6th exhibition in the 19th Nidbach series | Tulips
Keren Lapidot Omri
Curator: Shaviv Hanna
31 Oct — 26 December, 2015
In his work Omri documents the changes the kibbutz society is undergoing and the members’ relationship to the place and landscape. The photographs document a specific moment in the kibbutz history. Traces of the past are still present while the uncertainty of change is already felt. Omri photographs dining halls, communal stages, residence and etc. In straightforward black-and-white photographs,
in a typological research, he examines the differences among the various structures in the kibbutz space. Dining halls, for example, are institutional buildings made of exposed concrete, coated with granulite, sprayed plaster or bricks. All of them have glass entrances, some with wall engravings of Israeli drafted art from the 1930′s and the 40′s. All the dining halls are surrounded by well-tended lawns,
potted plants and old trees.
The placement of the dining halls, their size, the play of light and shadow, all convey a sense of strength and calm.
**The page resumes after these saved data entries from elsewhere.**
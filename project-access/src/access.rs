use crate::credentials::Credentials;
use crate::metrics_defs::{ACCESS_DENIED, STORE_ERRORS};
use crate::types::{Project, UserId};
use crate::ProjectStore;
use http::StatusCode;
use shared::counter;
use std::sync::Arc;

/// Access granted to a preview of `project`.
#[derive(Clone, Debug, PartialEq)]
pub struct Grant {
    pub project: Project,
    /// Set when the requester was authenticated. Public projects are granted
    /// without resolving the session at all.
    pub user_id: Option<UserId>,
}

#[derive(thiserror::Error, Clone, Copy, Debug, PartialEq, Eq)]
pub enum Denial {
    /// No valid session was presented
    #[error("Unauthorized")]
    Unauthorized,
    /// Authenticated, but not a member of the owning account
    #[error("Forbidden")]
    Forbidden,
}

impl Denial {
    pub fn status(&self) -> StatusCode {
        match self {
            Denial::Unauthorized => StatusCode::UNAUTHORIZED,
            Denial::Forbidden => StatusCode::FORBIDDEN,
        }
    }

    fn reason(&self) -> &'static str {
        match self {
            Denial::Unauthorized => "unauthorized",
            Denial::Forbidden => "forbidden",
        }
    }
}

#[derive(Clone)]
pub struct ProjectAccess {
    store: Arc<dyn ProjectStore>,
}

impl ProjectAccess {
    pub fn new(store: Arc<dyn ProjectStore>) -> Self {
        ProjectAccess { store }
    }

    /// Decides whether the requester may view previews of `project_id`.
    ///
    /// Public projects are open to everyone. Private projects require a valid
    /// session belonging to a member of the owning account. A missing project is
    /// reported as `Unauthorized` to anonymous callers and `Forbidden` to
    /// authenticated ones, so neither learns whether the project exists.
    ///
    /// Store failures are logged and fail closed.
    pub async fn authorize(
        &self,
        project_id: &str,
        credentials: Option<&Credentials>,
    ) -> Result<Grant, Denial> {
        let result = self.decide(project_id, credentials).await;
        if let Err(denial) = &result {
            counter!(ACCESS_DENIED, "reason" => denial.reason()).increment(1);
            tracing::debug!(project_id, reason = denial.reason(), "Preview access denied");
        }
        result
    }

    async fn decide(
        &self,
        project_id: &str,
        credentials: Option<&Credentials>,
    ) -> Result<Grant, Denial> {
        let project = self.load_project(project_id).await;

        if let Some(project) = &project
            && project.is_public
        {
            return Ok(Grant {
                project: project.clone(),
                user_id: None,
            });
        }

        let user_id = self
            .resolve_user(credentials)
            .await
            .ok_or(Denial::Unauthorized)?;

        let project = project.ok_or(Denial::Forbidden)?;
        let account_id = project.account_id.as_deref().ok_or(Denial::Forbidden)?;

        match self.store.is_member(account_id, &user_id).await {
            Ok(true) => Ok(Grant {
                project,
                user_id: Some(user_id),
            }),
            Ok(false) => Err(Denial::Forbidden),
            Err(e) => {
                counter!(STORE_ERRORS, "lookup" => "membership").increment(1);
                tracing::error!(project_id, account_id, error = %e, "Membership lookup failed");
                Err(Denial::Forbidden)
            }
        }
    }

    async fn load_project(&self, project_id: &str) -> Option<Project> {
        match self.store.project(project_id).await {
            Ok(project) => project,
            Err(e) => {
                counter!(STORE_ERRORS, "lookup" => "project").increment(1);
                tracing::error!(project_id, error = %e, "Project lookup failed");
                None
            }
        }
    }

    async fn resolve_user(&self, credentials: Option<&Credentials>) -> Option<UserId> {
        let credentials = credentials?;
        match self.store.user_for(credentials).await {
            Ok(user) => user,
            Err(e) => {
                counter!(STORE_ERRORS, "lookup" => "session").increment(1);
                tracing::error!(error = %e, "Session lookup failed");
                None
            }
        }
    }
}
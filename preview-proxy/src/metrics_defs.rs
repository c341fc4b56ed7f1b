use shared::metrics_defs::{MetricDef, MetricType};

pub const REQUEST_DURATION: MetricDef = MetricDef {
    name: "request.duration",
    metric_type: MetricType::Histogram,
    description: "Preview request duration in seconds. Tagged with status.",
};

pub const REQUESTS_INFLIGHT: MetricDef = MetricDef {
    name: "requests.inflight",
    metric_type: MetricType::Gauge,
    description: "Number of preview requests currently being processed",
};

pub const UPSTREAM_ATTEMPTS: MetricDef = MetricDef {
    name: "upstream.attempts",
    metric_type: MetricType::Counter,
    description: "Candidate URLs fetched from sandboxes. Tagged with result.",
};

pub const ALL_METRICS: &[MetricDef] = &[REQUEST_DURATION, REQUESTS_INFLIGHT, UPSTREAM_ATTEMPTS];
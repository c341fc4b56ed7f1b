use thiserror::Error;

#[derive(Error, Debug)]
pub enum AccessError {
    #[error("HTTP client error: {0}")]
    ReqwestError(#[from] reqwest::Error),

    #[error("unexpected status {status} from {endpoint}")]
    UnexpectedStatus {
        endpoint: &'static str,
        status: http::StatusCode,
    },

    #[error("invalid store configuration: {0}")]
    InvalidConfig(String),
}
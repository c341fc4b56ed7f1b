//! Preview proxy for sandboxed projects.
//!
//! Serves `/api/preview/{project_id}/...` by checking that the caller may view
//! the project, then fetching the requested file from the project's sandbox.
//! Several candidate URLs are tried in order because a sandbox's static file
//! server may answer a directory either at `{path}/index.html` or at `{path}`.

pub mod candidates;
pub mod config;
pub mod errors;
mod metrics_defs;
pub mod relay;
pub mod resolver;
pub mod routes;
pub mod service;

#[cfg(test)]
mod testutils;

pub use errors::PreviewError;

use project_access::ProjectAccess;
use resolver::Resolver;
use service::{PreviewHandler, PreviewService};
use shared::admin_service::AdminService;
use shared::http::run_http_service;
use shared::metrics_defs::describe_metrics;

pub async fn run(config: config::Config) -> Result<(), PreviewError> {
    describe_metrics(metrics_defs::ALL_METRICS);
    describe_metrics(project_access::ALL_METRICS);

    let store = project_access::get_store(config.access.store.clone())?;
    let handler = PreviewHandler::new(
        ProjectAccess::new(store),
        Resolver::new(&config.upstream)?,
        config.access.session_cookie.clone(),
        config.relay.cache_max_age_secs,
    );

    let preview_task = run_http_service(
        &config.listener.host,
        config.listener.port,
        PreviewService::new(handler),
    );
    // No warm-up: every lookup is made per request, so the service is ready once listening.
    let admin_task = run_http_service(
        &config.admin_listener.host,
        config.admin_listener.port,
        AdminService::<_, PreviewError>::new(|| true),
    );

    tokio::try_join!(preview_task, admin_task)?;
    Ok(())
}
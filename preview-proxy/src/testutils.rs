use http::HeaderMap;
use http_body_util::Full;
use hyper::body::{Bytes, Incoming};
use hyper::service::service_fn;
use hyper::{Request, Response};
use hyper_util::rt::{TokioExecutor, TokioIo};
use std::collections::HashMap;
use std::convert::Infallible;
use std::sync::{Arc, Mutex};
use std::time::Duration;
use tokio::net::TcpListener;

#[derive(Clone)]
pub struct StubReply {
    status: u16,
    content_type: &'static str,
    body: &'static str,
    delay_ms: u64,
}

impl StubReply {
    pub fn new(status: u16, content_type: &'static str, body: &'static str) -> Self {
        StubReply {
            status,
            content_type,
            body,
            delay_ms: 0,
        }
    }

    pub fn delayed(mut self, delay_ms: u64) -> Self {
        self.delay_ms = delay_ms;
        self
    }
}

#[derive(Default)]
struct Recorded {
    hits: Vec<String>,
    last_headers: Option<HeaderMap>,
}

/// Static file server standing in for a sandbox. Paths without a reply get a 404.
pub struct StubUpstream {
    port: u16,
    recorded: Arc<Mutex<Recorded>>,
}

impl StubUpstream {
    pub fn base_url(&self) -> String {
        format!("http://127.0.0.1:{}", self.port)
    }

    pub fn url(&self, path_and_query: &str) -> String {
        format!("{}{}", self.base_url(), path_and_query)
    }

    /// Paths (with query) requested so far, in order.
    pub fn hits(&self) -> Vec<String> {
        self.recorded.lock().unwrap().hits.clone()
    }

    pub fn last_headers(&self) -> Option<HeaderMap> {
        self.recorded.lock().unwrap().last_headers.clone()
    }
}

pub async fn start_stub_upstream(replies: Vec<(&'static str, StubReply)>) -> StubUpstream {
    let listener = TcpListener::bind("127.0.0.1:0")
        .await
        .expect("Failed to bind to address");
    let port = listener.local_addr().unwrap().port();

    let replies: Arc<HashMap<&'static str, StubReply>> = Arc::new(replies.into_iter().collect());
    let recorded = Arc::new(Mutex::new(Recorded::default()));
    let server_recorded = recorded.clone();

    tokio::spawn(async move {
        loop {
            let (stream, _) = listener.accept().await.unwrap();
            let io = TokioIo::new(stream);
            let replies = replies.clone();
            let recorded = server_recorded.clone();

            tokio::spawn(async move {
                let handler = move |req: Request<Incoming>| {
                    let replies = replies.clone();
                    let recorded = recorded.clone();
                    async move { Ok::<_, Infallible>(reply(req, &replies, &recorded).await) }
                };
                if let Err(err) = hyper_util::server::conn::auto::Builder::new(TokioExecutor::new())
                    .serve_connection(io, service_fn(handler))
                    .await
                {
                    eprintln!("Error serving connection: {:?}", err);
                }
            });
        }
    });

    StubUpstream { port, recorded }
}

async fn reply(
    req: Request<Incoming>,
    replies: &HashMap<&'static str, StubReply>,
    recorded: &Mutex<Recorded>,
) -> Response<Full<Bytes>> {
    let stub = replies.get(req.uri().path()).cloned();
    {
        let mut recorded = recorded.lock().unwrap();
        let path_and_query = req
            .uri()
            .path_and_query()
            .map(|pq| pq.as_str().to_string())
            .unwrap_or_default();
        recorded.hits.push(path_and_query);
        recorded.last_headers = Some(req.headers().clone());
    }

    let stub = stub.unwrap_or_else(|| StubReply::new(404, "text/plain", "not found"));
    if stub.delay_ms > 0 {
        tokio::time::sleep(Duration::from_millis(stub.delay_ms)).await;
    }

    Response::builder()
        .status(stub.status)
        .header("content-type", stub.content_type)
        .body(Full::new(Bytes::from_static(stub.body.as_bytes())))
        .unwrap()
}

/// A local port with nothing listening on it.
pub async fn closed_port() -> u16 {
    let listener = TcpListener::bind("127.0.0.1:0").await.unwrap();
    listener.local_addr().unwrap().port()
}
The signs of (absent) people are recognizable though the everyday objects and the environmental landscaping. The question arises, who were the architects of these buildings? How was the kibbutz’s spatial aesthetic
determined and which ideologies do these architectural concepts represent? What are the changes that have come in the wake of privatization and how have they been expressed in space? For example, the number of mobility scooters refers to an aging population. In addition to documenting buildings, Omri shows photographs of his friends, families and others, some of them members of his own kibbutz, on hikes and strolls in nature. The hikers are “small” in the landscape, shown mainly from behind, and their body language conveys melancholy and embarrassment. These are neither the conquerors of the land nor “the new sons of the desert”. The photographs defy the myth of the brash Israeli (Tzabar), lord of the land, which appears in Israeli photography from the period of the founding of the state. Omri, conducts a dialogues with the founding values of the kibbutz enterprise and the history of Zionist engaged art.